National audit office figures reveal alarming levels of debt accrued by state governments and businesses

Fears about China's rising debts have intensified after a long-awaited report showed local governments owe almost $3tn (£1.8tn). Authorities' debts are up almost 70% since the end of 2010, according to wide-ranging research from the country's national audit office.

The report was ordered in July amid concern that the available figures failed to show how far thousands of local councils and state-owned businesses in the world's second biggest economy had overstretched themselves.

Audit office agents were sent across China to report on the finances of 36,000 local governments. They put the total outstanding debt at 18tn yuan (£1.8tn) as of the end of June. That marked a rise of 67% on the total arrived at after a less comprehensive audit in 2011.

The debt mountain was near the mid-point of market forecasts and so below the most pessimistic predictions for debt of £2.4tn. But the finding will do little to calm those investors and analysts who fear China's myriad local and state enterprises have been racking up debts to accelerate production rather than growing sustainably. Economists said the new Communist party leadership now faced a balancing act of trying to temper local government borrowing without denting an already cooling economy.

The local government tally takes China's total government debt to around 58% of GDP, higher than previously thought by many economists. Credit rating agency Fitch, which cut China's long-term local currency rating to A-plus from AA-minus in April, estimated then that government debt was 49% of GDP.

But at 58% the debt burden is still less than half that in crisis-stricken Greece and well below the UK, whose gross government debt is estimated at 92% for 2013 by the International Monetary Fund. The IMF's estimate for China is 23%.

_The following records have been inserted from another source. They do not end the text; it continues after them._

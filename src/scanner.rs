use log::trace;

use crate::{ScanState, Token, TokenKind};

/// The token recognition procedure of a language.
///
/// Implementations are usually generated. `next_token` skips whitespace and comments and must
/// emit exactly one token through [`ScanState::set_token`] or
/// [`ScanState::attempt_backtrack_otherwise`] before it returns.
pub trait Lexicon {
    /// The token kinds of the language.
    type Kind: TokenKind;

    /// Recognizes the next token.
    fn next_token<S>(s: &mut ScanState<Self::Kind, S>)
    where
        S: Iterator<Item = char>;
}

/// A pull-based scanner that produces the longest-match tokens of a [`Lexicon`].
///
/// The scanner always holds a current token. Once the end-of-stream token has been produced it
/// stays current and [`Scanner::next`] has no effect.
#[derive(Debug)]
pub struct Scanner<L: Lexicon, S> {
    state: ScanState<L::Kind, S>,
}

impl<L, S> Scanner<L, S>
where
    L: Lexicon,
    S: Iterator<Item = char>,
{
    /// Creates a new scanner over the given character source and produces the first token.
    pub fn new(source: S) -> Self {
        let mut scanner = Self {
            state: ScanState::new(source),
        };
        scanner.advance();
        scanner
    }

    /// Returns the current token.
    #[inline]
    pub fn current(&self) -> &Token<L::Kind> {
        self.state.current()
    }

    /// Advances to the next token.
    #[allow(clippy::should_implement_trait)]
    pub fn next(&mut self) {
        if self.state.current().is_end_of_stream() {
            trace!("Scanner already at end of stream");
            return;
        }
        self.advance();
    }

    /// Returns an iterator over the tokens, starting with the current one and ending with the
    /// end-of-stream token.
    pub fn tokens(&mut self) -> Tokens<'_, L, S> {
        Tokens {
            scanner: self,
            done: false,
        }
    }

    /// Returns a reference to the character source.
    pub fn source(&self) -> &S {
        self.state.source()
    }

    fn advance(&mut self) {
        let emitted = self.state.emitted();
        L::next_token(&mut self.state);
        debug_assert_eq!(
            self.state.emitted(),
            emitted + 1,
            "a lexicon must emit exactly one token per call"
        );
    }
}

/// An iterator over the tokens of a [`Scanner`].
/// Created by [`Scanner::tokens`].
#[derive(Debug)]
pub struct Tokens<'a, L: Lexicon, S> {
    scanner: &'a mut Scanner<L, S>,
    done: bool,
}

impl<L, S> Iterator for Tokens<'_, L, S>
where
    L: Lexicon,
    S: Iterator<Item = char>,
{
    type Item = Token<L::Kind>;

    fn next(&mut self) -> Option<Self::Item> {
        if self.done {
            return None;
        }
        let token = self.scanner.current().clone();
        if token.is_end_of_stream() {
            self.done = true;
        } else {
            self.scanner.next();
        }
        Some(token)
    }
}

#[cfg(test)]
mod tests {
    use super::*;
    use crate::{Coordinate, Span, END_OF_STREAM};
    use rstest::rstest;
    use std::fmt;

    #[derive(Clone, Copy, Debug, PartialEq, Eq)]
    enum Kind {
        Number,
        Word,
        Eos,
        Error,
    }

    impl fmt::Display for Kind {
        fn fmt(&self, f: &mut fmt::Formatter<'_>) -> fmt::Result {
            write!(f, "{:?}", self)
        }
    }

    impl TokenKind for Kind {
        const END_OF_STREAM: Self = Kind::Eos;
        const ERROR: Self = Kind::Error;
    }

    // Digits form numbers, lowercase letters form words, a word may end in a digit sequence
    // only if it is terminated by '!'. This requires backtracking over the digits.
    struct Words;

    impl Lexicon for Words {
        type Kind = Kind;

        fn next_token<S>(s: &mut ScanState<Kind, S>)
        where
            S: Iterator<Item = char>,
        {
            while matches!(s.next_code(), 32u32 | 10u32) {
                s.next_char();
            }
            let mut state: usize = 0;
            loop {
                match state {
                    0 => {
                        let ch = s.next_code();
                        if matches!(ch, 48u32..=57u32) {
                            s.mark_and_next_char();
                            state = 1;
                        } else if matches!(ch, 97u32..=122u32) {
                            s.mark_and_next_char();
                            state = 2;
                        } else if ch == END_OF_STREAM {
                            s.mark_and_next_char();
                            s.set_token(Kind::Eos);
                            return;
                        } else {
                            s.mark_and_next_char();
                            s.attempt_backtrack_otherwise(Kind::Error);
                            return;
                        }
                    }
                    1 => {
                        if matches!(s.next_code(), 48u32..=57u32) {
                            s.next_char();
                        } else {
                            s.set_token(Kind::Number);
                            return;
                        }
                    }
                    2 => {
                        let ch = s.next_code();
                        if matches!(ch, 97u32..=122u32) {
                            s.next_char();
                        } else if matches!(ch, 48u32..=57u32) {
                            s.mark_backtrack_point(Kind::Word);
                            s.next_char();
                            state = 3;
                        } else {
                            s.set_token(Kind::Word);
                            return;
                        }
                    }
                    3 => {
                        let ch = s.next_code();
                        if matches!(ch, 48u32..=57u32) {
                            s.next_char();
                        } else if ch == '!' as u32 {
                            s.next_char();
                            s.set_token(Kind::Word);
                            return;
                        } else {
                            s.attempt_backtrack_otherwise(Kind::Error);
                            return;
                        }
                    }
                    _ => unreachable!(),
                }
            }
        }
    }

    fn scan(input: &str) -> Vec<(Kind, String)> {
        let mut scanner = Scanner::<Words, _>::new(input.chars());
        scanner.tokens().map(|t| (t.kind, t.lexeme)).collect()
    }

    fn owned(expected: &[(Kind, &str)]) -> Vec<(Kind, String)> {
        expected.iter().map(|(k, l)| (*k, l.to_string())).collect()
    }

    #[rstest]
    #[case::empty("", &[(Kind::Eos, "")])]
    #[case::words_and_numbers("ab 12\ncd", &[
        (Kind::Word, "ab"),
        (Kind::Number, "12"),
        (Kind::Word, "cd"),
        (Kind::Eos, ""),
    ])]
    #[case::suffix_accepted("ab12! x", &[(Kind::Word, "ab12!"), (Kind::Word, "x"), (Kind::Eos, "")])]
    #[case::suffix_rejected("ab123 x", &[
        (Kind::Word, "ab"),
        (Kind::Number, "123"),
        (Kind::Word, "x"),
        (Kind::Eos, ""),
    ])]
    #[case::error("a?b", &[
        (Kind::Word, "a"),
        (Kind::Error, "?"),
        (Kind::Word, "b"),
        (Kind::Eos, ""),
    ])]
    fn test_tokens(#[case] input: &str, #[case] expected: &[(Kind, &str)]) {
        let _ = env_logger::builder().is_test(true).try_init();
        assert_eq!(scan(input), owned(expected));
    }

    #[test]
    fn test_current_is_idempotent_and_eos_is_sticky() {
        let mut scanner = Scanner::<Words, _>::new("   ".chars());
        let first = scanner.current().clone();
        assert_eq!(&first, scanner.current());
        assert_eq!(first.kind, Kind::Eos);
        assert_eq!(first.span, Span::Coordinate(Coordinate::new(3, 1, 4)));
        scanner.next();
        scanner.next();
        assert_eq!(&first, scanner.current());
    }

    #[test]
    fn test_spans() {
        let mut scanner = Scanner::<Words, _>::new("ab\n 7".chars());
        let spans: Vec<Span> = scanner.tokens().map(|t| t.span).collect();
        assert_eq!(
            spans,
            vec![
                Span::range(Coordinate::new(0, 1, 1), Coordinate::new(1, 1, 2)),
                Span::Coordinate(Coordinate::new(4, 2, 2)),
                Span::Coordinate(Coordinate::new(5, 2, 3)),
            ]
        );
    }
}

Still, with debt rising and local government borrowing in particular seen as one of the biggest threats to the economy, analysts warned the new government that took over in 2012 needed to accelerate its reform programme.

"While China's total government debt remains low by the OECD standards, the pace of the rise is still alarming," ANZ economists Liu Li-Gang and Zhou Hao said in a research note, referring to the OECD group of countries where average government debt is estimated at 110%.

"This national debt audit result could indicate that China's local government debt almost doubled in about 2-1/2 years."

The NAO's finding that debts were much higher than in 2010 defied assurances from Beijing that local government debt levels had stabilised in recent years.

The state auditor highlighted risks such as heavy debt burdens in some unnamed regions and sectors as well and government dependence on land sales to repay loans.

"China's government debt risks are in general under control, but some areas have certain dangers," the report said.

Pan Xiangdong, chief economist at Galaxy Securities in Beijing predicted the central government would now restrict the borrowing behaviours of local governments.

"Although current overall risks of local government debt are under control, risks would definitely increase sharply if the debt continues to rise so quickly," he was quoted as saying by Reuters.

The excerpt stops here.